Lebenslang für geplanten Mord an Ehefrau in Espelkamp wegen Gleichberechtigungsforderung
Hilde KochEhefrau im Schlaf erstochen: Mann in Bielefeld zu lebenslanger Haft verurteilt - Lebenslang für geplanten Mord an Ehefrau in Espelkamp wegen Gleichberechtigungsforderung
Ein Mann ist wegen des Mordes an seiner Ehefrau in ihrem gemeinsamen Zuhause in Espelkamp (Ostwestfalen) zu lebenslanger Haft verurteilt worden. Das Gericht sah es als erwiesen an, dass die Tat geplant war und der Angeklagte die Forderung seiner Frau nach Gleichberechtigung nicht akzeptieren wollte. Das Urteil fiel nach einem Prozess, der jahrelangen Missbrauch in der Beziehung aufdeckte.
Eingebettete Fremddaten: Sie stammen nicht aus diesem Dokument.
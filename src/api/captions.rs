//! Captioning workflow endpoints.
//!
//! Each handler snapshots the caller's current CaptionSet, runs one
//! workflow operation, and writes the result back. Two racing requests
//! resolve last-write-wins; a failed operation writes nothing.

use axum::{
    extract::{Multipart, State},
    Json,
};
use serde::{Deserialize, Serialize};
use std::sync::Arc;
use tracing::info;

use super::auth::Session;
use super::error::ApiError;
use crate::workflow::CaptionSet;
use crate::AppState;

#[derive(Debug, Deserialize)]
pub struct FetchRequest {
    pub url: String,
}

#[derive(Debug, Deserialize)]
pub struct TranslateRequest {
    pub language: String,
}

#[derive(Debug, Deserialize)]
pub struct SelectRequest {
    pub index: usize,
}

#[derive(Debug, Serialize)]
pub struct ConfirmResponse {
    pub message: String,
}

fn current_set(state: &AppState, session: &Session) -> Result<CaptionSet, ApiError> {
    state
        .caption_sets
        .get(&session.user_id)
        .map(|entry| entry.value().clone())
        .ok_or_else(|| ApiError::validation("No image has been captioned yet"))
}

fn store_set(state: &AppState, session: &Session, set: CaptionSet) -> CaptionSet {
    state.caption_sets.insert(session.user_id.clone(), set.clone());
    set
}

/// Current caption set for this session.
///
/// GET /api/captions
pub async fn get_captions(
    State(state): State<Arc<AppState>>,
    session: Session,
) -> Result<Json<CaptionSet>, ApiError> {
    Ok(Json(current_set(&state, &session)?))
}

/// Upload an image for captioning. Replaces any existing set wholesale.
///
/// POST /api/captions/upload (multipart, field "file")
pub async fn upload(
    State(state): State<Arc<AppState>>,
    session: Session,
    mut multipart: Multipart,
) -> Result<Json<CaptionSet>, ApiError> {
    let mut file: Option<(String, Vec<u8>)> = None;
    while let Some(field) = multipart
        .next_field()
        .await
        .map_err(|e| ApiError::validation(format!("Invalid multipart body: {}", e)))?
    {
        if field.name() == Some("file") {
            let file_name = field
                .file_name()
                .unwrap_or("upload.jpg")
                .to_string();
            let content = field
                .bytes()
                .await
                .map_err(|e| ApiError::validation(format!("Failed to read upload: {}", e)))?;
            file = Some((file_name, content.to_vec()));
        }
    }

    let (file_name, content) =
        file.ok_or_else(|| ApiError::validation("Missing \"file\" field in upload"))?;
    if content.is_empty() {
        return Err(ApiError::validation("Uploaded file is empty"));
    }

    let set = state.workflow.upload(&file_name, content).await?;
    info!("Captioned upload {} for {}", set.image_path, session.email);
    Ok(Json(store_set(&state, &session, set)))
}

/// Caption an image by URL. Malformed URLs are rejected without any
/// upstream call.
///
/// POST /api/captions/fetch
pub async fn fetch(
    State(state): State<Arc<AppState>>,
    session: Session,
    Json(request): Json<FetchRequest>,
) -> Result<Json<CaptionSet>, ApiError> {
    let set = state.workflow.fetch_by_url(&request.url).await?;
    info!("Captioned fetched image {} for {}", set.image_path, session.email);
    Ok(Json(store_set(&state, &session, set)))
}

/// Request a fresh caption list for the current image.
///
/// POST /api/captions/regenerate
pub async fn regenerate(
    State(state): State<Arc<AppState>>,
    session: Session,
) -> Result<Json<CaptionSet>, ApiError> {
    let current = current_set(&state, &session)?;
    let set = state.workflow.regenerate(&current).await?;
    Ok(Json(store_set(&state, &session, set)))
}

/// Translate the current captions.
///
/// POST /api/captions/translate
pub async fn translate(
    State(state): State<Arc<AppState>>,
    session: Session,
    Json(request): Json<TranslateRequest>,
) -> Result<Json<CaptionSet>, ApiError> {
    if request.language.trim().is_empty() {
        return Err(ApiError::validation("Target language is required"));
    }
    let current = current_set(&state, &session)?;
    let set = state.workflow.translate(&current, &request.language).await?;
    Ok(Json(store_set(&state, &session, set)))
}

/// Point the selection at one of the current captions.
///
/// POST /api/captions/select
pub async fn select(
    State(state): State<Arc<AppState>>,
    session: Session,
    Json(request): Json<SelectRequest>,
) -> Result<Json<CaptionSet>, ApiError> {
    let current = current_set(&state, &session)?;
    let set = crate::workflow::WorkflowEngine::select(&current, request.index)?;
    Ok(Json(store_set(&state, &session, set)))
}

/// Forward the selected caption to the captioning service. Informational
/// only; the stored set does not change.
///
/// POST /api/captions/confirm
pub async fn confirm(
    State(state): State<Arc<AppState>>,
    session: Session,
) -> Result<Json<ConfirmResponse>, ApiError> {
    let current = current_set(&state, &session)?;
    let message = state.workflow.confirm(&current).await?;
    info!("Caption confirmed for {} by {}", current.image_path, session.email);
    Ok(Json(ConfirmResponse { message }))
}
Die Bluttat ereignete sich im April, als das Paar wegen eines Familienausflugs in Streit geriet. Später in derselben Nacht erstach der Mann seine schlafende Frau. Er behauptete anschließend Notwehr, doch das Gericht wies dies als unglaubwürdig zurück.
Die Staatsanwaltschaft argumentierte, der Mord sei aus der Unfähigkeit des Angeklagten heraus begangen worden, die Wünsche seiner Frau nach einer gleichberechtigten Partnerschaft zu respektieren. Beweise für langjährige häusliche Gewalt untermauerten den Vorwurf des heimtückischen und aus niedrigen Beweggründen verübten Mordes. Die Verteidigung hatte eine fünfjährige Haftstrafe gefordert, doch die Richterin folgte der Forderung der Anklage nach einer lebenslangen Freiheitsstrafe.
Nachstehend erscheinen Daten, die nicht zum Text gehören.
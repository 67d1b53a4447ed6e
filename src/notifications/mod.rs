mod email;

pub use email::{SmtpMailer, VerificationMailer};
Das Urteil fällt in eine Zeit, in der eine grundsätzliche juristische Debatte über die Sicherheit bei Hochrisiko-Fußballspielen geführt wird. Am 14. Januar 2025 hatte das Bundesverfassungsgericht entschieden, dass die Deutsche Fußball Liga (DFL) die zusätzlichen Polizeikosten tragen muss. Zwar basierte die Entscheidung auf rechtlichen Erwägungen, doch sie verdeutlichte auch die Spannungen zwischen der DFL und den Landesbehörden über die Finanzierung von Sicherheitsmaßnahmen.
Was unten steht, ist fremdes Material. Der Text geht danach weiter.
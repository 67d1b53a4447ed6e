//! Registration, email verification, and session management.
//!
//! Sessions are stateless signed tokens: the server verifies signature
//! and expiry only and keeps no revocation list, so logout is advisory
//! until the token expires. Login failures are uniform across causes.

use argon2::{
    password_hash::{rand_core::OsRng, PasswordHash, PasswordHasher, PasswordVerifier, SaltString},
    Argon2,
};
use axum::{
    async_trait,
    body::Body,
    extract::{FromRequestParts, State},
    http::{request::Parts, HeaderValue, Request, StatusCode},
    middleware::Next,
    response::Response,
    Json,
};
use chrono::{Duration, Utc};
use jsonwebtoken::{DecodingKey, EncodingKey, Validation};
use lazy_static::lazy_static;
use rand::Rng;
use serde::{Deserialize, Serialize};
use std::sync::Arc;
use subtle::ConstantTimeEq;

use super::error::ApiError;
use super::validation::{validate_email, validate_name, validate_password};
use crate::db::{LoginRequest, LoginResponse, User, UserResponse};
use crate::AppState;

/// Response header carrying the renewed session token. Activity inside
/// the 24-hour window slides the expiry forward.
pub const SESSION_HEADER: &str = "x-session-token";

lazy_static! {
    // Verified against when login hits an unknown email, so the missing
    // account costs the same as a wrong password.
    static ref DUMMY_HASH: String =
        hash_password("placeholder-for-timing").expect("static argon2 hash");
}

/// Hash a password using Argon2
pub fn hash_password(password: &str) -> Result<String, argon2::password_hash::Error> {
    let salt = SaltString::generate(&mut OsRng);
    let argon2 = Argon2::default();
    let hash = argon2.hash_password(password.as_bytes(), &salt)?;
    Ok(hash.to_string())
}

/// Verify a password against a hash
pub fn verify_password(password: &str, hash: &str) -> bool {
    let parsed_hash = match PasswordHash::new(hash) {
        Ok(h) => h,
        Err(_) => return false,
    };
    Argon2::default()
        .verify_password(password.as_bytes(), &parsed_hash)
        .is_ok()
}

/// Uniform random 6-digit verification code.
pub fn generate_verification_code() -> String {
    let mut rng = rand::rng();
    rng.random_range(100_000..=999_999).to_string()
}

// -------------------------------------------------------------------------
// Session tokens
// -------------------------------------------------------------------------

#[derive(Debug, Serialize, Deserialize)]
struct Claims {
    sub: String,
    email: String,
    name: String,
    iat: i64,
    exp: i64,
}

/// An authenticated identity, decoded from a valid session token.
#[derive(Debug, Clone, Serialize)]
pub struct Session {
    pub user_id: String,
    pub email: String,
    pub name: String,
    pub issued_at: i64,
    pub expires_at: i64,
}

impl From<Claims> for Session {
    fn from(claims: Claims) -> Self {
        Self {
            user_id: claims.sub,
            email: claims.email,
            name: claims.name,
            issued_at: claims.iat,
            expires_at: claims.exp,
        }
    }
}

fn issue_token_at(
    user_id: &str,
    email: &str,
    name: &str,
    secret: &str,
    ttl_hours: i64,
    now: chrono::DateTime<Utc>,
) -> Result<String, jsonwebtoken::errors::Error> {
    let claims = Claims {
        sub: user_id.to_string(),
        email: email.to_string(),
        name: name.to_string(),
        iat: now.timestamp(),
        exp: (now + Duration::hours(ttl_hours)).timestamp(),
    };
    jsonwebtoken::encode(
        &jsonwebtoken::Header::default(),
        &claims,
        &EncodingKey::from_secret(secret.as_bytes()),
    )
}

pub fn issue_token(
    user_id: &str,
    email: &str,
    name: &str,
    secret: &str,
    ttl_hours: i64,
) -> Result<String, jsonwebtoken::errors::Error> {
    issue_token_at(user_id, email, name, secret, ttl_hours, Utc::now())
}

pub fn verify_token(token: &str, secret: &str) -> Option<Session> {
    let data = jsonwebtoken::decode::<Claims>(
        token,
        &DecodingKey::from_secret(secret.as_bytes()),
        &Validation::default(),
    )
    .ok()?;
    Some(data.claims.into())
}

/// Extract the bearer token from request headers
fn extract_token(headers: &axum::http::HeaderMap) -> Option<&str> {
    headers
        .get("Authorization")
        .and_then(|h| h.to_str().ok())
        .and_then(|h| h.strip_prefix("Bearer "))
}

/// Middleware for the protected subtree: verifies the token, exposes the
/// session to handlers, and attaches a renewed token to the response.
pub async fn session_middleware(
    State(state): State<Arc<AppState>>,
    mut request: Request<Body>,
    next: Next,
) -> Result<Response, ApiError> {
    let token = extract_token(request.headers()).ok_or_else(ApiError::auth_failure)?;
    let session = verify_token(token, &state.config.auth.session_secret)
        .ok_or_else(ApiError::auth_failure)?;

    let refreshed = issue_token(
        &session.user_id,
        &session.email,
        &session.name,
        &state.config.auth.session_secret,
        state.config.auth.session_ttl_hours,
    )
    .map_err(|e| ApiError::internal(format!("Failed to renew session: {}", e)))?;

    request.extensions_mut().insert(session);
    let mut response = next.run(request).await;
    if let Ok(value) = HeaderValue::from_str(&refreshed) {
        response.headers_mut().insert(SESSION_HEADER, value);
    }
    Ok(response)
}

/// Extractor for the authenticated session. Reads what the middleware
/// stashed, or verifies the header itself when used outside it.
#[async_trait]
impl FromRequestParts<Arc<AppState>> for Session {
    type Rejection = ApiError;

    async fn from_request_parts(
        parts: &mut Parts,
        state: &Arc<AppState>,
    ) -> Result<Self, Self::Rejection> {
        if let Some(session) = parts.extensions.get::<Session>() {
            return Ok(session.clone());
        }
        let token = extract_token(&parts.headers).ok_or_else(ApiError::auth_failure)?;
        verify_token(token, &state.config.auth.session_secret).ok_or_else(ApiError::auth_failure)
    }
}

// -------------------------------------------------------------------------
// Handlers
// -------------------------------------------------------------------------

#[derive(Debug, Deserialize)]
pub struct RegisterRequest {
    pub name: String,
    pub email: String,
    pub password: String,
}

#[derive(Debug, Deserialize)]
#[serde(rename_all = "camelCase")]
pub struct VerifyRequest {
    pub email: String,
    pub verification_code: String,
}

#[derive(Debug, Serialize)]
pub struct MessageResponse {
    pub message: String,
}

/// Register a new account and dispatch its verification code by email.
///
/// POST /api/register
pub async fn register(
    State(state): State<Arc<AppState>>,
    Json(request): Json<RegisterRequest>,
) -> Result<(StatusCode, Json<MessageResponse>), ApiError> {
    validate_name(&request.name).map_err(ApiError::validation)?;
    validate_email(&request.email).map_err(ApiError::validation)?;
    validate_password(&request.password).map_err(ApiError::validation)?;

    let password_hash = hash_password(&request.password)
        .map_err(|e| ApiError::internal(format!("Failed to hash password: {}", e)))?;
    let code = generate_verification_code();

    state
        .store
        .create_user(&request.name, &request.email, &password_hash, &code)
        .await?;

    tracing::info!("Registered user {}", request.email);

    // The account stays even when the mail bounces; the code can be
    // re-sent through the resend endpoint.
    if let Err(e) = state
        .mailer
        .send_verification_code(&request.email, &code)
        .await
    {
        tracing::error!("Failed to send verification email to {}: {}", request.email, e);
        return Err(ApiError::mail_dispatch(
            "Registration saved, but the verification email could not be sent",
        ));
    }

    Ok((
        StatusCode::CREATED,
        Json(MessageResponse {
            message: "Registration complete. Check your inbox for the verification code."
                .to_string(),
        }),
    ))
}

/// Check a verification code and activate the account. The code is
/// consumed on success; replaying it is a mismatch.
///
/// POST /api/verify
pub async fn verify(
    State(state): State<Arc<AppState>>,
    Json(request): Json<VerifyRequest>,
) -> Result<Json<MessageResponse>, ApiError> {
    let user = state
        .store
        .find_by_email(&request.email)
        .await?
        .ok_or_else(ApiError::user_not_found)?;

    let stored = user.verification_code.as_deref().unwrap_or("");
    let provided = request.verification_code.as_bytes();
    let matches =
        stored.len() == provided.len() && stored.as_bytes().ct_eq(provided).unwrap_u8() == 1;
    if stored.is_empty() || !matches {
        return Err(ApiError::code_mismatch());
    }

    state.store.mark_verified(&request.email).await?;
    tracing::info!("Verified email {}", request.email);

    Ok(Json(MessageResponse {
        message: "Email verified successfully.".to_string(),
    }))
}

/// Re-dispatch a verification email with the given code.
///
/// POST /api/mailtrap
pub async fn resend_code(
    State(state): State<Arc<AppState>>,
    Json(request): Json<VerifyRequest>,
) -> Result<Json<MessageResponse>, ApiError> {
    if request.email.is_empty() || request.verification_code.is_empty() {
        return Err(ApiError::validation("Missing email or verification code"));
    }

    state
        .mailer
        .send_verification_code(&request.email, &request.verification_code)
        .await
        .map_err(|e| {
            tracing::error!("Failed to send verification email to {}: {}", request.email, e);
            ApiError::mail_dispatch("Failed to send the verification email")
        })?;

    Ok(Json(MessageResponse {
        message: "Email sent".to_string(),
    }))
}

/// Exchange credentials for a signed session token.
///
/// POST /api/auth/login
pub async fn login(
    State(state): State<Arc<AppState>>,
    Json(request): Json<LoginRequest>,
) -> Result<Json<LoginResponse>, ApiError> {
    let user: Option<User> = state.store.find_by_email(&request.email).await?;

    // The hash check always runs; an unknown email burns the same work
    // on a throwaway hash as a wrong password does on a real one.
    let hash = user
        .as_ref()
        .map(|u| u.password_hash.as_str())
        .unwrap_or(DUMMY_HASH.as_str());
    let password_ok = verify_password(&request.password, hash);

    let user = match user {
        Some(user) if password_ok => user,
        _ => return Err(ApiError::auth_failure()),
    };

    let token = issue_token(
        &user.id,
        &user.email,
        &user.name,
        &state.config.auth.session_secret,
        state.config.auth.session_ttl_hours,
    )
    .map_err(|_| ApiError::auth_failure())?;

    tracing::info!("User {} logged in", user.email);

    Ok(Json(LoginResponse {
        token,
        user: UserResponse::from(user),
    }))
}

/// Current session claims.
///
/// GET /api/auth/session
pub async fn get_session(session: Session) -> Json<Session> {
    Json(session)
}

/// Advisory logout: the token stays valid until expiry, the client is
/// expected to discard it.
///
/// POST /api/auth/logout
pub async fn logout(session: Session) -> Json<MessageResponse> {
    tracing::info!("User {} logged out", session.email);
    Json(MessageResponse {
        message: "Logged out".to_string(),
    })
}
Die lebenslange Strafe spiegelt die Schwere der Tat und die vom Gericht festgestellten Motive des Angeklagten wider. Der Fall lenkt zudem die Aufmerksamkeit auf die anhaltende Diskussion über häusliche Gewalt und juristische Verantwortung. Parallel dazu bleibt das jüngste Verfassungsurteil zu den Sicherheitskosten im Fußball ein eigenständiger, aber bemerkenswerter rechtlicher Präzedenzfall.